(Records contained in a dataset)
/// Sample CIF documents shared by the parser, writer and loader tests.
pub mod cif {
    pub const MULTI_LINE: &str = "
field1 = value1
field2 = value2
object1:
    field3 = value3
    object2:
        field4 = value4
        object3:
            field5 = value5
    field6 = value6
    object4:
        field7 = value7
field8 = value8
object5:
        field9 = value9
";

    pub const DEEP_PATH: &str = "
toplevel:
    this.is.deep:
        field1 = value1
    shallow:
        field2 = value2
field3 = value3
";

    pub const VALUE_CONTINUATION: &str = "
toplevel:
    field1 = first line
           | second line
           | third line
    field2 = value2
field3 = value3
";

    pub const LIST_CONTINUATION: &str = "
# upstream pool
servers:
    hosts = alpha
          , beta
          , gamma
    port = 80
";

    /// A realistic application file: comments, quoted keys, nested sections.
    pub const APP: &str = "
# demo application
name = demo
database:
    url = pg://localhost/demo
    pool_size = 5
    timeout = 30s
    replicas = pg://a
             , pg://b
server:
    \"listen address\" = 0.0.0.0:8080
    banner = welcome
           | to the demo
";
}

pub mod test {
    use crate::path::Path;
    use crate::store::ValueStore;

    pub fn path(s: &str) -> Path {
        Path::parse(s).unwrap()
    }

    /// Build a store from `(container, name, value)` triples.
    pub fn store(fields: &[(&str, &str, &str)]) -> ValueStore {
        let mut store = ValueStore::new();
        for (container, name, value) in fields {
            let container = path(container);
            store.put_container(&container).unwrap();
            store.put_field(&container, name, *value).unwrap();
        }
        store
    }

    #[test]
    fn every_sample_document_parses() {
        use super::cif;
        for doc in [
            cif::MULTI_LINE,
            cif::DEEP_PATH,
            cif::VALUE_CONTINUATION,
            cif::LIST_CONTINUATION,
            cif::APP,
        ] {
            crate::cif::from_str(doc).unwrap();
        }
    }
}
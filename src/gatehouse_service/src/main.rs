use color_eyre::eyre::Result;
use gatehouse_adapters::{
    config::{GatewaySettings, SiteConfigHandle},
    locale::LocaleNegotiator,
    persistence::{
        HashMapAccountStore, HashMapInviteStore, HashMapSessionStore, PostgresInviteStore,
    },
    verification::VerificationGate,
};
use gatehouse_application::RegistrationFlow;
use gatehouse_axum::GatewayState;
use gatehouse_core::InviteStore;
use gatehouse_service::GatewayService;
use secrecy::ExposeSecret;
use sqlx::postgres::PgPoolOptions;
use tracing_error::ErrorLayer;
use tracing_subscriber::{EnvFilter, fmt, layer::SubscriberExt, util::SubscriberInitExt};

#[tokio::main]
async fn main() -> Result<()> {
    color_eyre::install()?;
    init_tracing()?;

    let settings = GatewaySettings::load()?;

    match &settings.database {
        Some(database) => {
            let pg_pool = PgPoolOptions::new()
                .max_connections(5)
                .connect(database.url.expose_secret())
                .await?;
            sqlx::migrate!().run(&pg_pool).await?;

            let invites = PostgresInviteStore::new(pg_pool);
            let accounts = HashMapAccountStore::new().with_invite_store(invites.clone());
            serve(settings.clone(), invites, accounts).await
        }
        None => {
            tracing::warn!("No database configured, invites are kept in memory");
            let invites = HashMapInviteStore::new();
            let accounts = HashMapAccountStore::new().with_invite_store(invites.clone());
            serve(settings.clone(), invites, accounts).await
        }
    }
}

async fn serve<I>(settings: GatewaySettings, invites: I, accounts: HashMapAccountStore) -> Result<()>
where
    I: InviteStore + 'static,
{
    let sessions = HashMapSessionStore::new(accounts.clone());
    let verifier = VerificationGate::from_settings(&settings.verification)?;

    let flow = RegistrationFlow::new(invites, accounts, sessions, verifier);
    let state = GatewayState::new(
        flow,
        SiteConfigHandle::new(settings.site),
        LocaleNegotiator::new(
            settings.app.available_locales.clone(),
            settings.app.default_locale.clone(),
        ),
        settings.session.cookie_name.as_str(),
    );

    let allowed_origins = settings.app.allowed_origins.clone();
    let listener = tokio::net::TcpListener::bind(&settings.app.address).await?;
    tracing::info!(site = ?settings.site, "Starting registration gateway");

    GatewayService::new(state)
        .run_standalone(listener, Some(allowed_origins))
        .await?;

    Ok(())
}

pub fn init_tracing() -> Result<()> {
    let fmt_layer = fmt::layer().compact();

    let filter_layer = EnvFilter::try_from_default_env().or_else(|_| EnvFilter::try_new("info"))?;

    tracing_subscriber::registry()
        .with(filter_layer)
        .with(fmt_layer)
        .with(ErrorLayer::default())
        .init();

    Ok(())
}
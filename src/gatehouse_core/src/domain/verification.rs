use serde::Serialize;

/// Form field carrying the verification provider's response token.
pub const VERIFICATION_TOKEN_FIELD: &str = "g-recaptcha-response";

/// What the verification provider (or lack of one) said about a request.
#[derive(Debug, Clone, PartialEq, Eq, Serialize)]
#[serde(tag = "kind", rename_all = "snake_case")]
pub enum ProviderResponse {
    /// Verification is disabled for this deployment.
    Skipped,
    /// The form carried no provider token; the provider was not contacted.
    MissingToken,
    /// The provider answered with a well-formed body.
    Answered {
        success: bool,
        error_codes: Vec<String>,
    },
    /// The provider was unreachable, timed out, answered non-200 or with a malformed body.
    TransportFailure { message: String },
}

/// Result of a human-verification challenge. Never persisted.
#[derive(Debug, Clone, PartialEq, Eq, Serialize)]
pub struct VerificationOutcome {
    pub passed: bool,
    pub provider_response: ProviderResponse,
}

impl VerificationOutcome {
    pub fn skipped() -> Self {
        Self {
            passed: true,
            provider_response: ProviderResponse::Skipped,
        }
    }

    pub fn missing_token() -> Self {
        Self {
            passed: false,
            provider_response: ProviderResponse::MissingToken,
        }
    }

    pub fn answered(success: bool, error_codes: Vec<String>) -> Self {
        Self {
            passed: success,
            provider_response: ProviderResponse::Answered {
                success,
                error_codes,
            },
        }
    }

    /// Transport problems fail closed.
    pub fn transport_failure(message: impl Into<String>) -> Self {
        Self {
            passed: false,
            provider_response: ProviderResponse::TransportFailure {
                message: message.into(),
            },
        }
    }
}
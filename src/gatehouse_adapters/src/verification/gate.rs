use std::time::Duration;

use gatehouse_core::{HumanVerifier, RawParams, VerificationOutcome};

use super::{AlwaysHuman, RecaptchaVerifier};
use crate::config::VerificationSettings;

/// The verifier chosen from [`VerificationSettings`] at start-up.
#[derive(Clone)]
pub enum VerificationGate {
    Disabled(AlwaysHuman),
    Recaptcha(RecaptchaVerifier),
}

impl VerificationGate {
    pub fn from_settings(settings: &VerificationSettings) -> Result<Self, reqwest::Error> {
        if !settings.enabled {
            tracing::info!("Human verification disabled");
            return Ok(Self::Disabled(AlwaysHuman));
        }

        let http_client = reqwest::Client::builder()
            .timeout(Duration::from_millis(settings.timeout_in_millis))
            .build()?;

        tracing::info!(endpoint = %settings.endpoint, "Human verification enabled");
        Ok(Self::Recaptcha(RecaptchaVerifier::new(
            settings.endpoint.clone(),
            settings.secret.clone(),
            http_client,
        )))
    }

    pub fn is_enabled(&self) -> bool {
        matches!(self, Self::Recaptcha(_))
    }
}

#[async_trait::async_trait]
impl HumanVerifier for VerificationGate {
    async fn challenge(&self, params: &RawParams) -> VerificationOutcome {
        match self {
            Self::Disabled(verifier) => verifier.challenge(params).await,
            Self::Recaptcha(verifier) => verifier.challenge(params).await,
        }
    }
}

- Assignment -
The answer is to be a bare number, showing how many lines of the records contain "bool".

- Answer area -
4